To understand this seemingly open-and-shut case of
political hara-kiri, we have to understand the nexus between political power
and the levers of the state. The arrival of a credible challenger to political
power in the theatre of domestic politics precipitated a “road to Damascus”
moment for the incumbents. Assured landslides at the polls since 1980 began to
ebb for the ruling party at the turn of the millennium. The ruling party lost
the constitutional referendum in 2000, lost 57 seats to the opposition in the
2000 House of Assembly polls, lost 42.10% of the electorate in the 2002
presidential election and lost the election altogether in 2008 leading to a
power-sharing agreement. Something had to give.

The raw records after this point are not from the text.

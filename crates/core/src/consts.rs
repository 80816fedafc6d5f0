//! Constant variables.

/// Default capacity of the left-neighbor set kept for failure recovery.
pub const DEFAULT_NEIGHBOR_SET_SIZE: usize = 4;
/// Expected upper bound on a request/ack round trip, in ms.
pub const DEFAULT_ACK_TIMEOUT_THRES_MS: u64 = 500;
/// Ack timer duration in ms. Slightly above the threshold so a round trip
/// right at the bound is not reported as a timeout.
pub const DEFAULT_ACK_TIMEOUT_TIMER_MS: u64 = 600;
/// Liveness probe period in ms. Zero disables probing.
pub const DEFAULT_PING_PERIOD_MS: u64 = 10_000;
/// Retry budget for join/leave before the operation is reported failed.
pub const NUMBER_OF_DDLL_RETRY: usize = 10;
/// Base delay in ms for retry backoff (`RetryMode::Const`; `Random` draws
/// from `0..2x` this value).
pub const DEFAULT_RETRY_DELAY_MS: u64 = 100;
/// Retransmissions attempted before a request is reported timed out.
pub const DEFAULT_MAX_RETRANSMIT: usize = 3;
/// `RetransMode::Slow` stretches the ack timer by this factor.
pub const SLOW_RETRANS_FACTOR: u32 = 4;
/// Bound on the duplicate-suppression cache of recently seen request ids.
pub const SEEN_CACHE_SIZE: usize = 1024;
/// Consecutive timeouts before an endpoint counts as possibly failed.
pub const DEFAULT_FAILURE_STRIKES: u32 = 2;
/// Hop bound for the iterative closest-links search during key insertion.
pub const CLOSEST_SEARCH_MAX_HOPS: usize = 32;
/// Rounds one `check_and_fix` invocation retries before giving up; the next
/// probe tick starts over.
pub const DEFAULT_FIX_RETRY_MAX: usize = 8;
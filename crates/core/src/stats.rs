//! Per-endpoint communication statistics.

use std::time::Duration;

use dashmap::DashMap;

use crate::ring::PeerId;

/// Statistics for one remote endpoint.
#[derive(Clone, Debug, Default)]
pub struct EndpointStat {
    /// Smoothed round-trip time, if any sample has been taken.
    pub rtt: Option<Duration>,
    /// Consecutive timeouts since the last successful exchange.
    pub strikes: u32,
    /// Total number of RTT samples.
    pub samples: u64,
}

/// Rolling RTT/timeout statistics per remote endpoint.
///
/// Shared across all keys of one peer. The repair procedure consults
/// [possibly_failed](StatManager::possibly_failed) to skip endpoints that are
/// suspected dead instead of waiting out another timeout on them.
#[derive(Debug)]
pub struct StatManager {
    table: DashMap<PeerId, EndpointStat>,
    failure_strikes: u32,
}

impl StatManager {
    /// Create a manager; an endpoint counts as possibly failed after
    /// `failure_strikes` consecutive timeouts.
    pub fn new(failure_strikes: u32) -> Self {
        Self {
            table: DashMap::new(),
            failure_strikes,
        }
    }

    /// Record a successful round trip. Clears the timeout strikes.
    pub fn record_rtt(&self, peer: PeerId, rtt: Duration) {
        let mut stat = self.table.entry(peer).or_default();
        stat.rtt = Some(match stat.rtt {
            // EWMA with 1/8 gain, the classic smoothed-RTT estimator.
            Some(old) => (old * 7 + rtt) / 8,
            None => rtt,
        });
        stat.strikes = 0;
        stat.samples += 1;
    }

    /// Record a timed-out exchange with the endpoint.
    pub fn record_timeout(&self, peer: PeerId) {
        let mut stat = self.table.entry(peer).or_default();
        stat.strikes = stat.strikes.saturating_add(1);
    }

    /// Whether the endpoint should be treated as possibly failed and skipped
    /// during repair.
    pub fn possibly_failed(&self, peer: PeerId) -> bool {
        self.table
            .get(&peer)
            .map(|s| s.strikes >= self.failure_strikes)
            .unwrap_or(false)
    }

    /// Current statistics of an endpoint, if any were recorded.
    pub fn snapshot(&self, peer: PeerId) -> Option<EndpointStat> {
        self.table.get(&peer).map(|s| s.clone())
    }
}

#[cfg(test)]
mod tests {
    use super::*;
    use crate::ring::UniqId;

    #[test]
    fn test_strikes_accumulate_and_clear() {
        let stats = StatManager::new(2);
        let peer = UniqId::from_u64(1);

        assert!(!stats.possibly_failed(peer));
        stats.record_timeout(peer);
        assert!(!stats.possibly_failed(peer));
        stats.record_timeout(peer);
        assert!(stats.possibly_failed(peer));

        stats.record_rtt(peer, Duration::from_millis(10));
        assert!(!stats.possibly_failed(peer));
        assert_eq!(stats.snapshot(peer).unwrap().samples, 1);
    }

    #[test]
    fn test_rtt_is_smoothed() {
        let stats = StatManager::new(2);
        let peer = UniqId::from_u64(1);

        stats.record_rtt(peer, Duration::from_millis(80));
        stats.record_rtt(peer, Duration::from_millis(160));
        let rtt = stats.snapshot(peer).unwrap().rtt.unwrap();
        assert_eq!(rtt, Duration::from_millis(90));
    }
}
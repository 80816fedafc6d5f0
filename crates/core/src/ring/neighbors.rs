//! Bounded left-neighbor sets.

use serde::Deserialize;
use serde::Serialize;

use super::key::ring_cmp_from;
use super::key::DdllKey;
use super::node::Link;

/// A bounded, ordered collection of left-side neighbors.
///
/// It is necessary to know more than the immediate left neighbor to survive
/// multi-node failures: when the left neighbor dies, repair walks this set to
/// find the closest left node that is still alive. Members are kept in order
/// of counter-clockwise closeness to the owner (index 0 is the immediate left
/// candidate); when the capacity is exceeded the furthest member is evicted
/// first.
///
/// The set is mutated only under the owning node's lock.
#[derive(Clone, Debug, Serialize, Deserialize)]
pub struct NeighborSet {
    owner: Link,
    capacity: usize,
    nbrs: Vec<Link>,
}

impl NeighborSet {
    /// An empty set owned by `owner`.
    pub fn new(owner: Link, capacity: usize) -> Self {
        Self {
            owner,
            capacity,
            nbrs: vec![],
        }
    }

    /// Number of members.
    pub fn len(&self) -> usize {
        self.nbrs.len()
    }

    /// Whether the set has no members.
    pub fn is_empty(&self) -> bool {
        self.nbrs.is_empty()
    }

    /// Whether a member with this key is present.
    pub fn contains(&self, key: &DdllKey) -> bool {
        self.nbrs.iter().any(|l| l.key == *key)
    }

    /// Insert a neighbor. The owner itself is never stored. Returns `true`
    /// if the set changed.
    pub fn add(&mut self, link: Link) -> bool {
        if link.key == self.owner.key || self.contains(&link.key) {
            return false;
        }
        self.nbrs.push(link);
        self.arrange();
        // The new member may have been the one evicted right away.
        true
    }

    /// Remove the member with this key. Returns `true` if it was present.
    pub fn remove(&mut self, key: &DdllKey) -> bool {
        let before = self.nbrs.len();
        self.nbrs.retain(|l| l.key != *key);
        before != self.nbrs.len()
    }

    /// Merge a batch of links received from a neighbor. Returns `true` if the
    /// set changed.
    pub fn merge(&mut self, links: &[Link]) -> bool {
        let mut changed = false;
        for link in links {
            if link.key == self.owner.key || self.contains(&link.key) {
                continue;
            }
            self.nbrs.push(link.clone());
            changed = true;
        }
        if changed {
            self.arrange();
        }
        changed
    }

    /// Repair candidates, closest left first.
    pub fn candidates(&self) -> Vec<Link> {
        self.nbrs.clone()
    }

    /// The subset owed to a right-hand node at `right`: this node itself plus
    /// the members closest to the left of `right`, truncated to capacity.
    /// Since the owner is `right`'s immediate left, it comes first.
    pub fn set_for_right(&self, right: &DdllKey) -> Vec<Link> {
        let mut set = vec![self.owner.clone()];
        set.extend(self.nbrs.iter().cloned());
        set.retain(|l| l.key != *right);
        sort_left_closeness(&mut set, right);
        set.truncate(self.capacity);
        set
    }

    fn arrange(&mut self) {
        sort_left_closeness(&mut self.nbrs, &self.owner.key);
        self.nbrs.truncate(self.capacity);
    }
}

/// Sort by counter-clockwise closeness to `base`: the immediate left of
/// `base` first. That is exactly the reverse of the clockwise order.
fn sort_left_closeness(links: &mut [Link], base: &DdllKey) {
    links.sort_by(|a, b| ring_cmp_from(base, &b.key, &a.key));
}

Whereas before the Zimbabwean state was fairly strong with
political authority based on domestic revenue, popular acceptance, and
commerce, the arrival of credible political opponents changed that. Functioning
state bureaucracies are believed to foster strong candidates (usually men) who
can capitalise and build rival power centres. The change in tactics embraces
hibernating the state, intentionally crippling the arms of the state and
governing through patronage networks. The logic is bizarre but tried and
tested. This contraction of the state actually depicts the flexibility and
capacity of political and economic elites to adapt to changing international
and national circumstances. Popular legitimacy of the state slowly gave way to
relationships of kinship, lineage and patron-client networks which began to
shape, to a considerable extent, the decisions taken by public officials and
political leaders.
This patronage system revolves around an exercise of power
based on patron-client links, a conception of leadership linked to the
distribution of benefits, an expectation by citizens (with the right
credentials) to be rewarded by their patrons, an organisation of citizens
around patrons. Patrons and clients dependent on patronage are a more reliable
power base. As such, the state has ceased to be concerned with developmental
aims and morphed into a platform for accumulation and distribution of wealth
among patrons and clients. Who gets land, government jobs, tenders, shares in
extractive industries (diamonds) and now indigenised companies and asserts is
underpinned by this patron/client relationship. As the state withdraws from its
core functions, essential services seize to become public goods but private
ones regulated by supply-and-demand principles of the black market.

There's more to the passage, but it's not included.